----- EXTRACTED ENTRIES
//! Error handling utilities for the gateway.
//!
//! The primary type is [`ErrorContext`], which wraps errors with a message,
//! key-value metadata, a timestamp and a trace ID so that failures in the
//! ingestion pipeline can be correlated across log lines.

use chrono::Utc;
use std::{collections::HashMap, fmt};
use uuid::Uuid;

/// A context wrapper for errors with additional metadata.
///
/// Each error context includes:
///
/// - A descriptive message
/// - An optional source error
/// - Optional key-value metadata
/// - A timestamp (automatically generated)
/// - A unique trace ID (inherited from the source when it has one)
#[derive(Debug)]
pub struct ErrorContext {
	/// The error message
	pub message: String,
	/// The source error that caused this error
	pub source: Option<Box<dyn std::error::Error + Send + Sync + 'static>>,
	/// Additional metadata about the error
	pub metadata: Option<HashMap<String, String>>,
	/// The timestamp of the error in RFC 3339 format
	pub timestamp: String,
	/// The unique identifier for the error (UUID v4)
	pub trace_id: String,
}

impl ErrorContext {
	/// Creates a new error context with the given message, source, and metadata.
	///
	/// When the source already carries a trace ID it is reused, so a transport
	/// failure and the adapter error wrapping it share one identifier.
	pub fn new(
		message: impl Into<String>,
		source: Option<Box<dyn std::error::Error + Send + Sync + 'static>>,
		metadata: Option<HashMap<String, String>>,
	) -> Self {
		let trace_id = match source {
			Some(ref src) => TraceableError::trace_id(src.as_ref()),
			None => Uuid::new_v4().to_string(),
		};

		Self {
			message: message.into(),
			source,
			metadata,
			timestamp: Utc::now().to_rfc3339(),
			trace_id,
		}
	}

	/// Creates a new error context and logs it at error level.
	pub fn new_with_log(
		message: impl Into<String>,
		source: Option<Box<dyn std::error::Error + Send + Sync + 'static>>,
		metadata: Option<HashMap<String, String>>,
	) -> Self {
		let error_context = Self::new(message, source, metadata);
		log_error(&error_context);
		error_context
	}

	/// Adds a single key-value metadata pair to the error context.
	pub fn with_metadata(mut self, key: impl Into<String>, value: impl Into<String>) -> Self {
		let metadata = self.metadata.get_or_insert_with(HashMap::new);
		metadata.insert(key.into(), value.into());
		self
	}

	/// Formats the error message as `"message [key1=value1, key2=value2]"`.
	///
	/// Metadata keys are sorted alphabetically for consistent output.
	pub fn format_with_metadata(&self) -> String {
		let mut result = self.message.clone();

		if let Some(metadata) = &self.metadata {
			let mut keys: Vec<_> = metadata.keys().collect();
			keys.sort();

			let parts: Vec<String> = keys
				.into_iter()
				.filter_map(|key| metadata.get(key).map(|value| format!("{}={}", key, value)))
				.collect();

			if !parts.is_empty() {
				result.push_str(&format!(" [{}]", parts.join(", ")));
			}
		}

		result
	}
}

impl fmt::Display for ErrorContext {
	fn fmt(&self, f: &mut fmt::Formatter<'_>) -> fmt::Result {
		write!(f, "{}", self.format_with_metadata())
	}
}

impl std::error::Error for ErrorContext {
	fn source(&self) -> Option<&(dyn std::error::Error + 'static)> {
		self.source
			.as_ref()
			.map(|e| e.as_ref() as &(dyn std::error::Error + 'static))
	}
}

/// A trait for errors that can provide a trace ID
pub trait TraceableError: std::error::Error + Send + Sync {
	/// Returns the trace ID for this error
	fn trace_id(&self) -> String;
}

impl TraceableError for dyn std::error::Error + Send + Sync + 'static {
	fn trace_id(&self) -> String {
		if let Some(id) = try_extract_trace_id(self) {
			return id;
		}

		// Walk a bounded part of the source chain to keep an existing trace ID
		let mut source = self.source();
		const MAX_DEPTH: usize = 3;
		let mut depth = 0;

		while let Some(err) = source {
			depth += 1;
			if depth > MAX_DEPTH {
				break;
			}
			if let Some(id) = try_extract_trace_id(err) {
				return id;
			}
			source = err.source();
		}

		Uuid::new_v4().to_string()
	}
}

/// Helper function to try extracting a trace ID from an error
fn try_extract_trace_id(err: &(dyn std::error::Error + 'static)) -> Option<String> {
	if let Some(ctx) = err.downcast_ref::<ErrorContext>() {
		return Some(ctx.trace_id.clone());
	}

	macro_rules! try_downcast {
		($($ty:path),*) => {
			$(
				if let Some(e) = err.downcast_ref::<$ty>() {
					return Some(e.trace_id());
				}
			)*
		}
	}

	try_downcast!(
		crate::services::blockchain::BlockChainError,
		crate::services::blockchain::TransportError,
		crate::services::coordination::CoordinationError,
		crate::services::publisher::PublisherError,
		crate::services::gateway::GatewayError,
		crate::models::ConfigError,
		crate::models::SecurityError
	);

	None
}

/// Node error pages are sometimes full HTML documents; keep only the prefix
fn sanitize_error_message(message: &str) -> String {
	if message.contains("<html>") || message.contains("<head>") || message.contains("<body>") {
		if let Some(pos) = message.find('<') {
			return message[..pos].trim().to_string();
		}
	}
	message.to_string()
}

/// Formats the complete error chain, one cause per line
fn format_error_chain(err: &dyn std::error::Error) -> String {
	let mut result = sanitize_error_message(&err.to_string());
	let mut source = err.source();

	while let Some(err) = source {
		result.push_str("\n\tCaused by: ");
		result.push_str(&sanitize_error_message(&err.to_string()));
		source = err.source();
	}

	result
}

fn log_error(error: &ErrorContext) {
	if let Some(err) = &error.source {
		tracing::error!(
			message = error.format_with_metadata(),
			trace_id = %error.trace_id,
			timestamp = %error.timestamp,
			error.chain = %format_error_chain(&**err),
			"Error occurred"
		);
	} else {
		tracing::error!(
			message = error.format_with_metadata(),
			trace_id = %error.trace_id,
			timestamp = %error.timestamp,
			"Error occurred"
		);
	}
}
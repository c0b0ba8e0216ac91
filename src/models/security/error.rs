//! Security error types and error handling utilities.
//!
//! Raised while resolving secrets referenced from the gateway configuration.

use crate::utils::logging::error::{ErrorContext, TraceableError};
use std::collections::HashMap;
use thiserror::Error as ThisError;
use uuid::Uuid;

/// Result type alias for security operations
pub type SecurityResult<T> = Result<T, Box<SecurityError>>;

/// Represents errors that can occur while resolving secrets.
#[derive(ThisError, Debug)]
pub enum SecurityError {
	/// Errors related to validation failures.
	#[error("Validation error: {0}")]
	ValidationError(ErrorContext),

	/// Errors related to parsing failures.
	#[error("Parse error: {0}")]
	ParseError(ErrorContext),

	/// Other errors that don't fit into the categories above.
	#[error(transparent)]
	Other(#[from] anyhow::Error),
}

impl SecurityError {
	// Validation error
	pub fn validation_error(
		msg: impl Into<String>,
		source: Option<Box<dyn std::error::Error + Send + Sync + 'static>>,
		metadata: Option<HashMap<String, String>>,
	) -> Self {
		Self::ValidationError(ErrorContext::new_with_log(msg, source, metadata))
	}

	// Parse error
	pub fn parse_error(
		msg: impl Into<String>,
		source: Option<Box<dyn std::error::Error + Send + Sync + 'static>>,
		metadata: Option<HashMap<String, String>>,
	) -> Self {
		Self::ParseError(ErrorContext::new_with_log(msg, source, metadata))
	}
}

impl TraceableError for SecurityError {
	fn trace_id(&self) -> String {
		match self {
			Self::ValidationError(ctx) => ctx.trace_id.clone(),
			Self::ParseError(ctx) => ctx.trace_id.clone(),
			Self::Other(_) => Uuid::new_v4().to_string(),
		}
	}
}

impl From<std::io::Error> for SecurityError {
	fn from(err: std::io::Error) -> Self {
		Self::parse_error(err.to_string(), None, None)
	}
}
----------
**HOW TO COMPLETE THIS TASK**
Identify each line in the records above containing the word "trait"; copy those lines.

**SOLVED EXERCISE**
/// A trait for errors that can provide a trace ID
pub trait TraceableError: std::error::Error + Send + Sync {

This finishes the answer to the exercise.